- _The task_
Report every line of the data that includes "Invalid".

- _Data for this task_

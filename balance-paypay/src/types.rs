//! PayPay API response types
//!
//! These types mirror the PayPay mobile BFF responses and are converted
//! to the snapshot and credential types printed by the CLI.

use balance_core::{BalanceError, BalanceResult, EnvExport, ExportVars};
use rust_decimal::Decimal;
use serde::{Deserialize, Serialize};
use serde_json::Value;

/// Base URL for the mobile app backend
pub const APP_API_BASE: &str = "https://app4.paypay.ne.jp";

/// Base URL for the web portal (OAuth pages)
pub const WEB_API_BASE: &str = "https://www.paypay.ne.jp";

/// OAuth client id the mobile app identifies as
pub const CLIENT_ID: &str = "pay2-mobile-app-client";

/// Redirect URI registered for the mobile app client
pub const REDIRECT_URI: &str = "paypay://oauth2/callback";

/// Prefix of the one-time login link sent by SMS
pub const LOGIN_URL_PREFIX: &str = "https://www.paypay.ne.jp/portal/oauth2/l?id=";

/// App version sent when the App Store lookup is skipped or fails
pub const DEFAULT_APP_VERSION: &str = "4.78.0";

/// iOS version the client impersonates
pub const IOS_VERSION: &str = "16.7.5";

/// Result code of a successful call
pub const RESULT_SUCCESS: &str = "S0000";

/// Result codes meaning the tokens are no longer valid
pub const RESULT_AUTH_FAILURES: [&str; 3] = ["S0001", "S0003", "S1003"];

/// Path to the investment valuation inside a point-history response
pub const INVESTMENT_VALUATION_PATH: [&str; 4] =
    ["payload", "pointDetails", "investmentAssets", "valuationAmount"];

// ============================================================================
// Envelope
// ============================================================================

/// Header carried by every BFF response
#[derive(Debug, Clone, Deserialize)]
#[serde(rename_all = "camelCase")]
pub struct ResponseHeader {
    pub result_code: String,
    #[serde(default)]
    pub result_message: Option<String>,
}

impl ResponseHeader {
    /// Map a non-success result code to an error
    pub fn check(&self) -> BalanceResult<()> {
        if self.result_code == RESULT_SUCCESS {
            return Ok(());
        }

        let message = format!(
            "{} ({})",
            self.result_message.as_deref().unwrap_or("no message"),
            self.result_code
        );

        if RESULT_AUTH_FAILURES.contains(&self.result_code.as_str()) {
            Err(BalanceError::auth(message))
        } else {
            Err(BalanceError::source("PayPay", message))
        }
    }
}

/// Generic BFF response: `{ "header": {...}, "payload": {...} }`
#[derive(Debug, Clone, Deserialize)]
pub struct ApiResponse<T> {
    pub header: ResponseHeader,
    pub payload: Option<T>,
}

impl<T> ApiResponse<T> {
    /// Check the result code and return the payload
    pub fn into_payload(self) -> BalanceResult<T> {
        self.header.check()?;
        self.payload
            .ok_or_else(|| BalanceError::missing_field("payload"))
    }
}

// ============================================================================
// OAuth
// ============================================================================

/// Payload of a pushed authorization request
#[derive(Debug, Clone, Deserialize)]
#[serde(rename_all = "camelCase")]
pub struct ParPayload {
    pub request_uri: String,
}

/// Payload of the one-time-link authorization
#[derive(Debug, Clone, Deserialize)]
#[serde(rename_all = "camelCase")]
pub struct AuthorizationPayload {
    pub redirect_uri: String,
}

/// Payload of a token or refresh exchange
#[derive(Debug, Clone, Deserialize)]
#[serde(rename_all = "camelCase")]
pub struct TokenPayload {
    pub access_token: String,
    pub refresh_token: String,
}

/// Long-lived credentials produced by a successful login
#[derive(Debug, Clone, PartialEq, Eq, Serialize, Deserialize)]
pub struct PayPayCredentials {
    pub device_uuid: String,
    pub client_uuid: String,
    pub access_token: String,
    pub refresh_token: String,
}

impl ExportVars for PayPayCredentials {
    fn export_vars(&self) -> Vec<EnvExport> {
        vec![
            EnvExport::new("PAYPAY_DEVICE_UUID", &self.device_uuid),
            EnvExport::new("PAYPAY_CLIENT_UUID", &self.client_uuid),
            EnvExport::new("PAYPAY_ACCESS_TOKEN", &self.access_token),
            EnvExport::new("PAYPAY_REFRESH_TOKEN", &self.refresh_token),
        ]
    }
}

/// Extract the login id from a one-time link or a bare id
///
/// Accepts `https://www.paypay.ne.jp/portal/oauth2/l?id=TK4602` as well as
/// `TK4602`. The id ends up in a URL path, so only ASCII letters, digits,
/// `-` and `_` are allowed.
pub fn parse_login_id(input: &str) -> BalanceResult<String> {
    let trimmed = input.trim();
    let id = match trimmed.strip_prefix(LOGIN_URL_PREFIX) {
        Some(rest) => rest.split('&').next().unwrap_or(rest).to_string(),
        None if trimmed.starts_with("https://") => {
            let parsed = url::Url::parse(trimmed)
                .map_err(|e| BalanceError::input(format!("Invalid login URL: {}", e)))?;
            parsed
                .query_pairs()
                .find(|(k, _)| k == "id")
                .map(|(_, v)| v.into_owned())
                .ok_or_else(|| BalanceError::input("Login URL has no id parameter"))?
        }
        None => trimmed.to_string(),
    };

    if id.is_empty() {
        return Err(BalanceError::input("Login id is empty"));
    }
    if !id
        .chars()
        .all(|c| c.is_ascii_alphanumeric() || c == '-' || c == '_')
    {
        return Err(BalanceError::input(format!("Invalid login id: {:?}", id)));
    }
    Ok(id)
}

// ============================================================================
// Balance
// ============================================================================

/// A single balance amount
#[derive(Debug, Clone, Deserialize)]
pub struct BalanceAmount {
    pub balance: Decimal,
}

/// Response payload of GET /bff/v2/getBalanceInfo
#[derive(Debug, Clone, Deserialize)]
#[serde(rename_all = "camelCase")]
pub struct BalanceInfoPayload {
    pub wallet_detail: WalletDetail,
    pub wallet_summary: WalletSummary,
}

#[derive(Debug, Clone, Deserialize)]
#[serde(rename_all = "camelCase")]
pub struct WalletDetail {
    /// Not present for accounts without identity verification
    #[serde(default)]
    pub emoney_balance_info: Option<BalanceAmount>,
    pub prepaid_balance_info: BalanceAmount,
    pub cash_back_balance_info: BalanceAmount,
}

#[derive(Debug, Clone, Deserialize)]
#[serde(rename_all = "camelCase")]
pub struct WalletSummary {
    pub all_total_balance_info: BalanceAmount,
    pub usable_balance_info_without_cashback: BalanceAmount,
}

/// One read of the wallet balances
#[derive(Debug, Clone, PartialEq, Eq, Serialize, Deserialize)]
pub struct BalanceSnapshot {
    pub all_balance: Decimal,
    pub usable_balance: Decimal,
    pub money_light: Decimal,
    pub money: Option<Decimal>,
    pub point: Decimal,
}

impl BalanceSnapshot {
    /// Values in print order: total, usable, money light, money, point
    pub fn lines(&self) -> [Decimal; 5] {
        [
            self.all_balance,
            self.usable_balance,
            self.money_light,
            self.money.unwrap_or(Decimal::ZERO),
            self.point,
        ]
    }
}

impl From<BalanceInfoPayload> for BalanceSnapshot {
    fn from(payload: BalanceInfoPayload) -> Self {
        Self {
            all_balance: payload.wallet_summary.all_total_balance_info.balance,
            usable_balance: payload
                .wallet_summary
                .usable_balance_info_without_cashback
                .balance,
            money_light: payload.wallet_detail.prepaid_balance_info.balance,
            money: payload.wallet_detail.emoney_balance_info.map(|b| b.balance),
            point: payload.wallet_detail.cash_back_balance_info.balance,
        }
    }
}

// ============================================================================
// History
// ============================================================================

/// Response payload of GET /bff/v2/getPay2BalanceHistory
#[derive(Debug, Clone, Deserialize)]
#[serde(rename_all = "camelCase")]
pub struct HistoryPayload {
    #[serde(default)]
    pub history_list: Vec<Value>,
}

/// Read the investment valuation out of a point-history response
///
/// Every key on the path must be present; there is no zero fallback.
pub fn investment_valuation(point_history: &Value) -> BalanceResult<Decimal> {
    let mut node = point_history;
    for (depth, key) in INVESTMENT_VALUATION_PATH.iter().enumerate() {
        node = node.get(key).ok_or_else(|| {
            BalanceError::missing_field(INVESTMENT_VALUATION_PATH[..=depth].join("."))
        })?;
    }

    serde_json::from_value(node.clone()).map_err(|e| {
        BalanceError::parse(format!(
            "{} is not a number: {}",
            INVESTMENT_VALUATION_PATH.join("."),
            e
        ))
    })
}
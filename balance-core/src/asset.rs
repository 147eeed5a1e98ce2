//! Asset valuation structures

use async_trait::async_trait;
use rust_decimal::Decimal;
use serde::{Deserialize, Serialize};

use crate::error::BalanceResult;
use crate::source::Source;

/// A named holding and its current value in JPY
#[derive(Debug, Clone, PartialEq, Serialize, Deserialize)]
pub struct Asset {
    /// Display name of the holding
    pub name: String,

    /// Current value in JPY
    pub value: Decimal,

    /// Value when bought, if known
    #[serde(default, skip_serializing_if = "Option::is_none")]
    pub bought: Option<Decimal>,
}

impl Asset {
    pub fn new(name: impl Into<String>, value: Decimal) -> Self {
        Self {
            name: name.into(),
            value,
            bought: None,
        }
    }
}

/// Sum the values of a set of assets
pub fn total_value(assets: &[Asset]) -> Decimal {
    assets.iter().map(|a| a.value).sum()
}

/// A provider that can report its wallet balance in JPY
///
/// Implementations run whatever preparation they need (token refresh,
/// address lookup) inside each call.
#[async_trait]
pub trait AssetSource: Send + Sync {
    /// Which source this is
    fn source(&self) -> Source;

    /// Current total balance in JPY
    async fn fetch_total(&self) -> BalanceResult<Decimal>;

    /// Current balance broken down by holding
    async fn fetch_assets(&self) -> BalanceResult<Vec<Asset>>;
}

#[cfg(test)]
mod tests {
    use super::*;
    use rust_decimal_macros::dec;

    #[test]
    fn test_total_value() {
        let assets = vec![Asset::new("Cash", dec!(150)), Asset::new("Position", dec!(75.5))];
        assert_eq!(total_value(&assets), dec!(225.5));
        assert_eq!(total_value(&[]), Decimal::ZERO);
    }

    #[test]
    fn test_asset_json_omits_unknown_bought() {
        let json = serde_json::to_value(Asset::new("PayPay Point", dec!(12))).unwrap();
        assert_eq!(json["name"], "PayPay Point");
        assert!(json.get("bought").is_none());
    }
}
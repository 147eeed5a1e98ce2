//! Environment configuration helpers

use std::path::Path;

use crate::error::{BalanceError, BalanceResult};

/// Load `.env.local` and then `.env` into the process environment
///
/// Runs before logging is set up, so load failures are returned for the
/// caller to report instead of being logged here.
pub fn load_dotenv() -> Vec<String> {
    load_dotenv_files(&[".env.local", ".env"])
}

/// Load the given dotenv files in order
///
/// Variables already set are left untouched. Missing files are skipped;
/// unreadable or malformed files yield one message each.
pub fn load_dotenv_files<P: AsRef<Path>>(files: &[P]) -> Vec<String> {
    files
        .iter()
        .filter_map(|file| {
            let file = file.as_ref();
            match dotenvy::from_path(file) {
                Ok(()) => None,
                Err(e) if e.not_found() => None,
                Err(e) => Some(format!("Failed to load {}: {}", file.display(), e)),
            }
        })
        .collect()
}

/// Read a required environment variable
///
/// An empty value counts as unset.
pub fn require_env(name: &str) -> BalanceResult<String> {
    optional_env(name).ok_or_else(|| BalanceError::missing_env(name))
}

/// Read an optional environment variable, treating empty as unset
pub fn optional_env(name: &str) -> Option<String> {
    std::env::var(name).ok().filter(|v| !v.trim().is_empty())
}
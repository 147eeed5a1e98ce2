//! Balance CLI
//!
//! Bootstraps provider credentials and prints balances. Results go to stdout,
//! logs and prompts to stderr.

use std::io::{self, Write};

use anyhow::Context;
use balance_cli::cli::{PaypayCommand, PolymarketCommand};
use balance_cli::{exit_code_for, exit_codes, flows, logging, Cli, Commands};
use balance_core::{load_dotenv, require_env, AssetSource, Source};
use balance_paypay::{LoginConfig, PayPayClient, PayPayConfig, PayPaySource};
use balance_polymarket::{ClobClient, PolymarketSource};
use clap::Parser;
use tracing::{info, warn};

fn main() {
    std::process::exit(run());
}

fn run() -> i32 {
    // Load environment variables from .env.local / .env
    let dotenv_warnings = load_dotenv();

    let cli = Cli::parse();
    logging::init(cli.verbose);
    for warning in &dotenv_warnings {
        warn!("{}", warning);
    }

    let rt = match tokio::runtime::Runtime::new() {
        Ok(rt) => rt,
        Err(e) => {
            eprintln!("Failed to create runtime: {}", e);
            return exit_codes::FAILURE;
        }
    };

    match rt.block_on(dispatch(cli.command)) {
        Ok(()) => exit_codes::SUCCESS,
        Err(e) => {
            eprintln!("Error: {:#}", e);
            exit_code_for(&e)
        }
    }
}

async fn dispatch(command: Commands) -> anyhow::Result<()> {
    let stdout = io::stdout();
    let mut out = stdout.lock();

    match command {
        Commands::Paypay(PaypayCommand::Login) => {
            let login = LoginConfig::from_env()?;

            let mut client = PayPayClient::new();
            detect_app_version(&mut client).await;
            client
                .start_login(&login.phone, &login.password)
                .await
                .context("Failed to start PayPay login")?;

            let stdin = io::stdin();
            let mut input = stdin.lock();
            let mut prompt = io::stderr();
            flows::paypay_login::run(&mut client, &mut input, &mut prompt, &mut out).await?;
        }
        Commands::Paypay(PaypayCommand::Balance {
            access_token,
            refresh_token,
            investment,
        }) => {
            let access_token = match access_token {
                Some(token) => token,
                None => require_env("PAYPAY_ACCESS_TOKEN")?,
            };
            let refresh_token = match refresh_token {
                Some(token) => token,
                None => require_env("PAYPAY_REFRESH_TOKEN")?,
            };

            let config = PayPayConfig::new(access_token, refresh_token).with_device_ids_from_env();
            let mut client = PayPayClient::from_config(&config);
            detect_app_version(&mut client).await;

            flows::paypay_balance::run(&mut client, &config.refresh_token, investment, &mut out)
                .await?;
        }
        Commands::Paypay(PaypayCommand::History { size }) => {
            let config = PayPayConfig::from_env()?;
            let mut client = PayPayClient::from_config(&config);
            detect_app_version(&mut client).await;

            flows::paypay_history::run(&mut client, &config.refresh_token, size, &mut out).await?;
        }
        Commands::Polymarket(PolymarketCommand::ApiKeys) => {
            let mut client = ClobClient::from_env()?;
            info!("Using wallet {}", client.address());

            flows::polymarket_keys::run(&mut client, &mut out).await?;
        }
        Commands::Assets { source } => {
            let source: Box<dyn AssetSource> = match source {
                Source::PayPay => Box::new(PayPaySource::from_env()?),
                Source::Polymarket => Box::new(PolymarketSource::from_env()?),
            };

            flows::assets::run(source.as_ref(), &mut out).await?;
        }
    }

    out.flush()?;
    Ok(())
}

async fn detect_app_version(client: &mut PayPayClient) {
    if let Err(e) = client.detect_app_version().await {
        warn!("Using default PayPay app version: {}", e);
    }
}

- _Result of the task_
                .map_err(|e| BalanceError::input(format!("Invalid login URL: {}", e)))?;
        return Err(BalanceError::input(format!("Invalid login id: {:?}", id)));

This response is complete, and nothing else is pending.